Everything from the line containing "let benford = BenfordAnalysis::from_entries(&entries);" through the last line of the data below should be set down exactly, and nothing else.

╭─ Records for this task

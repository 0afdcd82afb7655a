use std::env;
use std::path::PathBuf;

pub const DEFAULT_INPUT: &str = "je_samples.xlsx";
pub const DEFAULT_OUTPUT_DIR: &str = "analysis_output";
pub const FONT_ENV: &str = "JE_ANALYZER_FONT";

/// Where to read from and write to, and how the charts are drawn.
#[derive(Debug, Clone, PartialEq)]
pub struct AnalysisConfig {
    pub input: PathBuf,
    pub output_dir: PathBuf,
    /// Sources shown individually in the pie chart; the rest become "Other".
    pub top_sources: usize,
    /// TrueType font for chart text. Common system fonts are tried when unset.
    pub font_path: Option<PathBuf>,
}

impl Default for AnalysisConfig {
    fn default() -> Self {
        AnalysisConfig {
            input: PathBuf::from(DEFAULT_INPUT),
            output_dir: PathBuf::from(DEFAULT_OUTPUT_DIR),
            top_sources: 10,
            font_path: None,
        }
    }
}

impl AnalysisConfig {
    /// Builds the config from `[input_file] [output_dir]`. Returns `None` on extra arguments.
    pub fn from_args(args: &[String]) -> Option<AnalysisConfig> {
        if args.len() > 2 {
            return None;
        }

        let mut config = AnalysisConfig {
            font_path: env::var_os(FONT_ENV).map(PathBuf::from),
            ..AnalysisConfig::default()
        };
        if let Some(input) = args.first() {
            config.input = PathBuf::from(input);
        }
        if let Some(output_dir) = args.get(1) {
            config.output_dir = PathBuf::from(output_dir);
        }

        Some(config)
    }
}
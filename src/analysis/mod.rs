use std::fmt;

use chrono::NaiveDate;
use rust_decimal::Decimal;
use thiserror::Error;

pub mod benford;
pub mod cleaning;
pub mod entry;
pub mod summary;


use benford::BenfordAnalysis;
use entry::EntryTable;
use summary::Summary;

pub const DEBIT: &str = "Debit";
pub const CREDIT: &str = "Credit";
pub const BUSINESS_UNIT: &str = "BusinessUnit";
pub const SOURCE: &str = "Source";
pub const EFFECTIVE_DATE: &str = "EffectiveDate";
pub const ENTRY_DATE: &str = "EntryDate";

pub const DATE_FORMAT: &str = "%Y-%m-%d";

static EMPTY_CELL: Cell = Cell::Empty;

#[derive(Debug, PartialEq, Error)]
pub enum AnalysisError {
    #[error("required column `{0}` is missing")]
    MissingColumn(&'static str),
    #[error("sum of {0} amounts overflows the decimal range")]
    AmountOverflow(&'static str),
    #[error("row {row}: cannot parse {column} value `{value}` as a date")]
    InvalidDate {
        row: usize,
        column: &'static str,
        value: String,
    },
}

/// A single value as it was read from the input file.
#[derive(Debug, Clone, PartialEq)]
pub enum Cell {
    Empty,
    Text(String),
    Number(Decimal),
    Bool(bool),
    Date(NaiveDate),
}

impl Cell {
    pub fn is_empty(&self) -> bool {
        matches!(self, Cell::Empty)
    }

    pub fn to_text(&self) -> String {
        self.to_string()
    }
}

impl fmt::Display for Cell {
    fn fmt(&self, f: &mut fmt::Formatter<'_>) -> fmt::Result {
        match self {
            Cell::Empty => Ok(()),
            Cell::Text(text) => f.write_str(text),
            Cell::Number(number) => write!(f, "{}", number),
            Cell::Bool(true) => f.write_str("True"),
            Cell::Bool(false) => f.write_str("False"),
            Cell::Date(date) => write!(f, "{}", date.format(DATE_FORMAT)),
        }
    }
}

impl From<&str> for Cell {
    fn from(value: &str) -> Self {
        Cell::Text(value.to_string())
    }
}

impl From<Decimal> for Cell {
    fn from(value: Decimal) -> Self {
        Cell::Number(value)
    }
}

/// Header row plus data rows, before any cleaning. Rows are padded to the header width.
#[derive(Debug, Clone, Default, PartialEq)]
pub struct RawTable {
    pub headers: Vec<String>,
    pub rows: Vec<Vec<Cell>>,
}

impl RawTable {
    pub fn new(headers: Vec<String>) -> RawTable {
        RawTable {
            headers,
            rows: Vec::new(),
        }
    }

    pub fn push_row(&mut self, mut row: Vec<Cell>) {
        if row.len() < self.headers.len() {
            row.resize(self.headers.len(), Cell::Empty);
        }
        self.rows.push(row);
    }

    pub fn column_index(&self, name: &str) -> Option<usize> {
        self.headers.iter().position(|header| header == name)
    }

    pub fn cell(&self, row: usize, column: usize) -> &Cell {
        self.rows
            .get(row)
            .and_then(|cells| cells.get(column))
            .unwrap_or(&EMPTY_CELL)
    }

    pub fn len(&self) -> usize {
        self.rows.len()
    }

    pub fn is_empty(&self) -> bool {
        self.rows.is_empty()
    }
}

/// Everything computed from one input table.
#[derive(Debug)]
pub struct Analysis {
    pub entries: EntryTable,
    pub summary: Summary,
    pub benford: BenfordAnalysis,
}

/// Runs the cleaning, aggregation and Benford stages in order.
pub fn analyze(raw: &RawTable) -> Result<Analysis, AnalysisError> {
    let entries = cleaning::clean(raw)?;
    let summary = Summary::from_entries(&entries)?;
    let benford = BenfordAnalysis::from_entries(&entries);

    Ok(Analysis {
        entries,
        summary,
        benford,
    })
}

╰─

• **Written response**
    let benford = BenfordAnalysis::from_entries(&entries);

    Ok(Analysis {
        entries,
        summary,
        benford,
    })
}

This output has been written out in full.